De repente sentiu a presença de algo atrás de si. Se virou rapidamente e viu um vulto passando para o outro cômodo. Suas pernas tremeram. Vagarosamente caminhou com a lanterna em uma mão e o canivete na outra. Nada no cômodo.

Escutou um barulho no pavimento superior da casa – era um sobradinho. Subiu com cuidado pela primeira vez aqueles velhos degraus de madeira. Se ele soubesse que precisaria subi-los os teria testado mais cedo. Ainda estavam firmes. Testou todos os cômodos superiores e nada.

A tensão começou a aumentar à medida que ele ia de cômodo em cômodo sem nada encontrar, mas sempre ouvindo ruídos por trás de si. A sensação de uma presença não lhe escapava e ao se virar sempre via de relance o vulto. Se lembrou do acampamento na noite anterior, a mesma sensação, os mesmos ruídos, o mesmo calafrio.

Rapidamente passou a mão em suas coisas que estavam encostadas na parede da sala e saiu porta afora, rapidamente. Já no meio da rua olhou para trás e viu uma silhueta o mirando de dentro da casa, pela janela da sala. O vulto sumia quando era focado pela lanterna, reaparecendo quando recebia apenas a luz indireta da Lua.

Completamente assustado, começou a ouvir ruídos e passos por toda parte. A sensação da presença de algo ou alguém próximo a ele só foi aumentando. Finalmente não conseguiu aguentar a pressão.

Desistiu de esperar o raiar de um novo dia para conhecer La Palma, amarrou rapidamente e de qualquer jeito as tralhas sobre o lombo de Rafaella e “picou a mula” dali o mais rápido que conseguiu.

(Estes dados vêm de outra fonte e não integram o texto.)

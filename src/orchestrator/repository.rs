//! Persistence contracts for Teams, Executions, and ExecutionLogs
//! (`spec.md` §2 "Store", §6 "Persistence layout").
//!
//! The orchestration core only ever depends on these traits — concrete
//! storage is external (`spec.md` §1). [`InMemoryRepository`] is the
//! reference implementation used by tests and local/single-process
//! deployments; a `sqlx`-backed adapter lives behind the `postgres` feature
//! in `postgres.rs`.

use crate::orchestrator::error::{Error, Result};
use crate::orchestrator::execution::{Execution, ExecutionLog, ExecutionStatus};
use crate::orchestrator::team::Team;
use async_trait::async_trait;
use chrono::{DateTime, Utc};
use std::collections::HashMap;
use std::sync::Arc;
use tokio::sync::RwLock;
use uuid::Uuid;

/// Filters accepted by [`ExecutionRepository::list`].
#[derive(Debug, Clone, Default)]
pub struct ExecutionFilters {
    pub team_id: Option<Uuid>,
    pub status: Option<ExecutionStatus>,
    pub created_after: Option<DateTime<Utc>>,
    pub created_before: Option<DateTime<Utc>>,
    pub limit: u32,
    pub offset: u32,
}

impl ExecutionFilters {
    pub fn paginated(limit: u32, offset: u32) -> Self {
        Self {
            limit: limit.clamp(1, 100),
            offset,
            ..Default::default()
        }
    }
}

#[async_trait]
pub trait TeamRepository: Send + Sync {
    async fn insert(&self, team: Team) -> Result<Team>;
    async fn get(&self, id: Uuid) -> Result<Team>;
    async fn get_by_name(&self, name: &str) -> Option<Team>;
    async fn update(&self, team: Team) -> Result<Team>;
    async fn delete(&self, id: Uuid) -> Result<()>;
    async fn list(&self) -> Vec<Team>;
}

#[async_trait]
pub trait ExecutionRepository: Send + Sync {
    async fn insert(&self, execution: Execution) -> Result<Execution>;
    async fn get(&self, id: Uuid) -> Result<Execution>;
    async fn update(&self, execution: Execution) -> Result<Execution>;
    async fn list(&self, filters: ExecutionFilters) -> Vec<Execution>;
    /// Executions still `PENDING`/`RUNNING` — consulted by startup recovery.
    async fn list_unterminated(&self) -> Vec<Execution>;
    async fn delete_older_than(&self, cutoff: DateTime<Utc>) -> Result<u64>;
}

#[async_trait]
pub trait ExecutionLogRepository: Send + Sync {
    /// Append `log` and return it with the next monotone `sequence` for
    /// `log.execution_id` filled in. Must be called under the per-execution
    /// sequencing lock the event bus holds (`spec.md` §4.6, §5).
    async fn append(&self, log: ExecutionLog) -> Result<ExecutionLog>;
    async fn list_since(&self, execution_id: Uuid, since_sequence: u64) -> Vec<ExecutionLog>;
    async fn highest_sequence(&self, execution_id: Uuid) -> u64;
    async fn delete_for_execution(&self, execution_id: Uuid) -> Result<u64>;
}

/// A single in-process store for all three entities, guarded by short-held
/// `RwLock`s — the same shape as the teacher's `Orchestration.agents:
/// HashMap` field, generalized to three tables.
#[derive(Default)]
pub struct InMemoryRepository {
    teams: RwLock<HashMap<Uuid, Team>>,
    executions: RwLock<HashMap<Uuid, Execution>>,
    logs: RwLock<HashMap<Uuid, Vec<ExecutionLog>>>,
}

impl InMemoryRepository {
    pub fn new() -> Arc<Self> {
        Arc::new(Self::default())
    }
}

#[async_trait]
impl TeamRepository for InMemoryRepository {
    async fn insert(&self, team: Team) -> Result<Team> {
        let mut teams = self.teams.write().await;
        if teams.values().any(|t| t.name == team.name) {
            return Err(Error::Conflict(format!("team name '{}' already exists", team.name)));
        }
        teams.insert(team.id, team.clone());
        Ok(team)
    }

    async fn get(&self, id: Uuid) -> Result<Team> {
        self.teams
            .read()
            .await
            .get(&id)
            .cloned()
            .ok_or_else(|| Error::NotFound(format!("team {}", id)))
    }

    async fn get_by_name(&self, name: &str) -> Option<Team> {
        self.teams.read().await.values().find(|t| t.name == name).cloned()
    }

    async fn update(&self, team: Team) -> Result<Team> {
        let mut teams = self.teams.write().await;
        if !teams.contains_key(&team.id) {
            return Err(Error::NotFound(format!("team {}", team.id)));
        }
        teams.insert(team.id, team.clone());
        Ok(team)
    }

    async fn delete(&self, id: Uuid) -> Result<()> {
        let running = self
            .executions
            .read()
            .await
            .values()
            .any(|e| e.team_id == id && e.status == ExecutionStatus::Running);
        if running {
            return Err(Error::Conflict("team has a RUNNING execution".to_string()));
        }
        self.teams.write().await.remove(&id);
        Ok(())
    }

    async fn list(&self) -> Vec<Team> {
        self.teams.read().await.values().cloned().collect()
    }
}

#[async_trait]
impl ExecutionRepository for InMemoryRepository {
    async fn insert(&self, execution: Execution) -> Result<Execution> {
        self.executions.write().await.insert(execution.id, execution.clone());
        Ok(execution)
    }

    async fn get(&self, id: Uuid) -> Result<Execution> {
        self.executions
            .read()
            .await
            .get(&id)
            .cloned()
            .ok_or_else(|| Error::NotFound(format!("execution {}", id)))
    }

    async fn update(&self, execution: Execution) -> Result<Execution> {
        self.executions.write().await.insert(execution.id, execution.clone());
        Ok(execution)
    }

    async fn list(&self, filters: ExecutionFilters) -> Vec<Execution> {
        let mut results: Vec<Execution> = self
            .executions
            .read()
            .await
            .values()
            .filter(|e| filters.team_id.map(|id| id == e.team_id).unwrap_or(true))
            .filter(|e| filters.status.map(|s| s == e.status).unwrap_or(true))
            .filter(|e| {
                filters
                    .created_after
                    .zip(e.started_at)
                    .map(|(after, started)| started >= after)
                    .unwrap_or(true)
            })
            .filter(|e| {
                filters
                    .created_before
                    .zip(e.started_at)
                    .map(|(before, started)| started <= before)
                    .unwrap_or(true)
            })
            .cloned()
            .collect();
        results.sort_by(|a, b| b.started_at.cmp(&a.started_at));
        let limit = if filters.limit == 0 { 20 } else { filters.limit as usize };
        results.into_iter().skip(filters.offset as usize).take(limit).collect()
    }

    async fn list_unterminated(&self) -> Vec<Execution> {
        self.executions
            .read()
            .await
            .values()
            .filter(|e| !e.status.is_terminal())
            .cloned()
            .collect()
    }

    async fn delete_older_than(&self, cutoff: DateTime<Utc>) -> Result<u64> {
        let mut executions = self.executions.write().await;
        let expired: Vec<Uuid> = executions
            .values()
            .filter(|e| e.status.is_terminal() && e.completed_at.map(|c| c < cutoff).unwrap_or(false))
            .map(|e| e.id)
            .collect();
        for id in &expired {
            executions.remove(id);
        }
        drop(executions);
        let mut logs = self.logs.write().await;
        for id in &expired {
            logs.remove(id);
        }
        Ok(expired.len() as u64)
    }
}

#[async_trait]
impl ExecutionLogRepository for InMemoryRepository {
    async fn append(&self, log: ExecutionLog) -> Result<ExecutionLog> {
        let mut logs = self.logs.write().await;
        logs.entry(log.execution_id).or_default().push(log.clone());
        Ok(log)
    }

    async fn list_since(&self, execution_id: Uuid, since_sequence: u64) -> Vec<ExecutionLog> {
        self.logs
            .read()
            .await
            .get(&execution_id)
            .map(|rows| rows.iter().filter(|r| r.sequence > since_sequence).cloned().collect())
            .unwrap_or_default()
    }

    async fn highest_sequence(&self, execution_id: Uuid) -> u64 {
        self.logs
            .read()
            .await
            .get(&execution_id)
            .and_then(|rows| rows.last())
            .map(|r| r.sequence)
            .unwrap_or(0)
    }

    async fn delete_for_execution(&self, execution_id: Uuid) -> Result<u64> {
        let removed = self
            .logs
            .write()
            .await
            .remove(&execution_id)
            .map(|rows| rows.len() as u64)
            .unwrap_or(0);
        Ok(removed)
    }
}
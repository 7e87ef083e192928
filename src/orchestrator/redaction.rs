//! Outbound secret redaction (C7, `spec.md` §4.7).
//!
//! Redaction is outbound-only: stored rows are never mutated, only the
//! serialized copy that crosses the API/SSE boundary.

use lazy_static::lazy_static;
use regex::Regex;
use serde_json::Value;

const MASK: &str = "***REDACTED***";

lazy_static! {
    /// OpenAI-style and Anthropic-style secret key formats plus explicit
    /// `api_key`/`secret_key` JSON fields (`spec.md` §4.7).
    static ref SECRET_PATTERNS: Vec<Regex> = vec![
        Regex::new(r"sk-ant-[A-Za-z0-9\-_]{20,}").unwrap(),
        Regex::new(r"sk-[A-Za-z0-9]{32,}").unwrap(),
        Regex::new(r#""(api_key|secret_key)"\s*:\s*"[^"]*""#).unwrap(),
    ];
}

/// Replace every secret-pattern match in `text` with [`MASK`].
pub fn redact_text(text: &str) -> String {
    let mut out = text.to_string();
    for pattern in SECRET_PATTERNS.iter() {
        out = pattern
            .replace_all(&out, |caps: &regex::Captures| {
                if let Some(field) = caps.get(1) {
                    format!("\"{}\":\"{}\"", field.as_str(), MASK)
                } else {
                    MASK.to_string()
                }
            })
            .to_string();
    }
    out
}

/// Recursively redact every string value in a JSON document.
pub fn redact_value(value: &Value) -> Value {
    match value {
        Value::String(s) => Value::String(redact_text(s)),
        Value::Array(items) => Value::Array(items.iter().map(redact_value).collect()),
        Value::Object(map) => {
            Value::Object(map.iter().map(|(k, v)| (k.clone(), redact_value(v))).collect())
        }
        other => other.clone(),
    }
}

#[cfg(test)]
mod tests {
    use super::*;

    #[test]
    fn redacts_openai_style_key() {
        let text = "here is my key sk-abcdefghijklmnopqrstuvwxyz123456 thanks";
        let redacted = redact_text(text);
        assert!(!redacted.contains("sk-abc"));
        assert!(redacted.contains(MASK));
    }

    #[test]
    fn redacts_anthropic_style_key() {
        let text = "sk-ant-REDACTED";
        let redacted = redact_text(text);
        assert!(!redacted.contains("sk-ant-api03"));
    }

    #[test]
    fn redacts_explicit_json_fields() {
        let text = r#"{"api_key":"topsecretvalue"}"#;
        let redacted = redact_text(text);
        assert!(!redacted.contains("topsecretvalue"));
    }

    #[test]
    fn leaves_ordinary_text_untouched() {
        let text = "the quick brown fox";
        assert_eq!(redact_text(text), text);
    }
}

Sob o olhar preocupado da Lua seguiu viagem forçando para manter os olhos abertos. Em velocidade reduzida abriu a viseira do capacete para que o vento frio da noite o ajudasse a se manter acordado.

Ventava forte. Os jatos de ar incidiam lateralmente sobre a moto, empurrando-a para o meio da pista. Era difícil manter a direção. A adrenalina estava alta, os músculos tensos. Ainda atônico com o contato que teve com 1 ou mais seres desencarnados, o forte sono, os ventos laterais e o receio de ter deixado algo importante para trás na correria da fuga.

O Sol parecia ter tirado férias. Ele não aguentava mais pilotar. Continuar viagem nessas condições era extremamente arriscado para sua vida. Vencido pelo cansaço parou a moto à margem da rodovia e se deitou encolhido ao seu lado, tomando uma pedra por travesseiro. Desmaiou.